Il Professor Rolando Pini: “La sentenza del TAR del Lazio sul payback? E’ probabile una pioggia di ricorsi”

Il Tar Lazio ha accolto le istanze cautelari di alcune aziende produttrici di dispositivi medici che hanno chiesto l’annullamento delle disposizioni ministeriali sulle quote payback dovute alle rispettive Regioni. Di fatto, fino a che non ci sarà una decisione nel merito, spiega l’ordinanza cautelare del Tar, le 17 aziende che hanno fatto ricorso ai Tar non devono rimborsare le regioni.
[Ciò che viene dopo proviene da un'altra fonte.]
//! Resolve command handler.

use aliasfwd_core::{CoreError, ProfileStore, Resolution};

use crate::cli::{GlobalOpts, ResolveArgs};
use crate::error::CliError;

use super::{App, util};

fn detail(r: &Resolution) -> String {
    format!("{} (from {})", r.record_id, r.source)
}

pub async fn handle(app: &App, args: ResolveArgs, global: &GlobalOpts) -> Result<(), CliError> {
    let user = util::parse_user(&args.user)?;
    let profile = app.store().get(&user).await.map_err(CoreError::from)?;

    let cached = if args.rescan {
        None
    } else {
        profile.dns_record_id.as_ref()
    };
    let outcome = app.resolve(&user, &profile.alias, cached).await?;

    util::emit_outcome(&outcome, global, detail, |r| r.record_id.to_string());
    Ok(())
}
La sentenza definitiva potrebbe arrivare entro la fine dell’anno, l’udienza “pilota” di trattazione è stata fissata al 24/10 p.v. Ne abbiamo parlato con l’avvocato modenese Rolando Pini, Professore Ordinario di Diritto Pubblico nell’Alma Mater Studiorum – Università di Bologna oltre che di Diritto Amministrativo nella stessa Università. In precedenza, è stato docente nell’Università Ca’ Foscari di Venezia. Ha pubblicato numerosi lavori scientifici, ha organizzato seminari e convegni sui principali temi del diritto pubblico e del diritto amministrativo e ha diretto importanti ricerche finanziate dal Consiglio Nazionale delle ricerche.
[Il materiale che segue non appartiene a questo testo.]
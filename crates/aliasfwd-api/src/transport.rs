// Shared transport configuration for building reqwest::Client instances.
//
// TLS, timeout, and default-header settings live here so the DNS client
// only deals with endpoints and envelopes.

use std::path::PathBuf;
use std::time::Duration;

use reqwest::header::HeaderMap;

use crate::error::Error;

const USER_AGENT: &str = concat!("aliasfwd/", env!("CARGO_PKG_VERSION"));

/// TLS verification mode (api-level mirror of core's TlsVerification).
#[derive(Debug, Clone, Default)]
pub enum TlsMode {
    /// Use the system certificate store.
    #[default]
    System,
    /// Use a custom CA certificate from the given PEM file.
    CustomCa(PathBuf),
    /// Accept any certificate. Only useful against a local API mock.
    DangerAcceptInvalid,
}

/// Shared transport configuration for building HTTP clients.
///
/// The timeout is the only bound on a provider call; nothing retries.
#[derive(Debug, Clone)]
pub struct TransportConfig {
    pub tls: TlsMode,
    pub timeout: Duration,
}

impl Default for TransportConfig {
    fn default() -> Self {
        Self {
            tls: TlsMode::System,
            timeout: Duration::from_secs(30),
        }
    }
}

impl TransportConfig {
    /// Build a `reqwest::Client` from this config.
    pub fn build_client(&self) -> Result<reqwest::Client, Error> {
        self.build_client_with_headers(HeaderMap::new())
    }

    /// Build a `reqwest::Client` with additional default headers.
    ///
    /// Used by the DNS client to inject the auth headers once.
    pub fn build_client_with_headers(&self, headers: HeaderMap) -> Result<reqwest::Client, Error> {
        let mut builder = reqwest::Client::builder()
            .timeout(self.timeout)
            .user_agent(USER_AGENT)
            .default_headers(headers);

        match &self.tls {
            TlsMode::System => {}
            TlsMode::CustomCa(path) => {
                let cert_pem = std::fs::read(path)
                    .map_err(|e| Error::Tls(format!("failed to read CA cert: {e}")))?;
                let cert = reqwest::Certificate::from_pem(&cert_pem)
                    .map_err(|e| Error::Tls(format!("invalid CA cert: {e}")))?;
                builder = builder.add_root_certificate(cert);
            }
            TlsMode::DangerAcceptInvalid => {
                builder = builder.danger_accept_invalid_certs(true);
            }
        }

        builder
            .build()
            .map_err(|e| Error::Tls(format!("failed to build HTTP client: {e}")))
    }

    pub fn with_timeout(mut self, timeout: Duration) -> Self {
        self.timeout = timeout;
        self
    }
}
Che significato ha la sospensiva del TAR del Lazio?

“Occorre fare una premessa: il contesto è il tentativo del governo, poi ratificato dal Parlamento con la legge di conversione numero 56 del 2023, di chiudere questo sterminato contenzioso riguardante circa duemila ricorsi. La richiesta è che se le aziende pagano il 48% delle somme indicate come payback, si chiude il contenzioso in atto, per dirla in parole povere. Sotto un profilo giuridico, personalmente, avevo suggerito alle aziende che seguo, di aderire a questa proposta governativa e poi parlamentare, perché il contenzioso, per quanto sia fondato sotto certi punti di vista, presenta aspetti processuali molto complessi.  Sotto un profilo più politico che giuridico, la resistenza dei ricorrenti, ovvero la non adesione alla proposta transativa del governo, manda un messaggio molto rilevante e un segnale forte nei confronti del governo. Dal punto di vista giuridico, secondo me, noi non siamo fortissimi. E’ vero che ci sono addirittura degli aspetti di incostituzionalità nel payback, che sono stati naturalmente segnalati nei ricorsi, ma secondo l’atteggiamento dei giudici, in prima battuta, nel momento in cui hanno respinto le prime sospensive, non ci sarebbe un danno grave e irreparabile per le aziende nel restituire questi soldi, che sono stati incassati. Le prime pronunce del Tar avevano gettato un’ombra “filogovernativa”; cioè i giudici sembravano ritenere che il profitto delle singole aziende non potesse avere, nella ponderazione dei contrapposti interessi, la prevalenza rispetto alla spesa sanitaria e all’andamento economico complessivo”.

Che decisione è quella del TAR, cioè, dove vuole “arrivare” il TAR?

“La decisione della sospensiva è soprassessoria, cioè, in parole più semplici possibili: blocco i pagamenti e intanto penso come fare a decidere in merito a queste controversie. Il Tar, tra l’altro, non potrà decidere se non dopo la pronuncia della Corte Costituzionale per i profili di incostituzionalità che il payback coinvolge. Il Tar ha cercato di agevolare gli adempimenti della cosiddetta transazione mettendoli non a carico delle aziende, se non in minima parte, ma lasciandole a carico delle Regioni. Il Tar ha accettato di agevolare formalmente le imprese sollevandole da questi adempimenti e propende per aiutare le aziende, le Regioni e il ministero della sanità al fine di concludere bonariamente questa controversia. Alla luce delle pronunce della Corte Costituzionale, il principio è: io riduco con il payback il tuo profitto, anche di rapporti già consolidati nel tempo, perché prevale l’interesse pubblico della spesa sanitaria su quello “egoistico” delle singole aziende. La scelta di resistenza, quindi, è stata fatta in seguito al tentativo di soluzione transativa”.

Ci dobbiamo aspettare una pioggia di ricorsi a questo punto?

“E’ probabile. Il governo sta più o meno riscontrando l’adesione all’ipotesi transativa. Se l’adesione delle aziende sarà al 3%, 5% e 10%, cioè marginale, ci ripenserà e dilazionerà nel tempo le decisioni per la pandemia e per gli anni successivi. Con un contesto così frazionato, non è semplice fare delle previsioni. Il quadro resta ancora parecchio incerto”.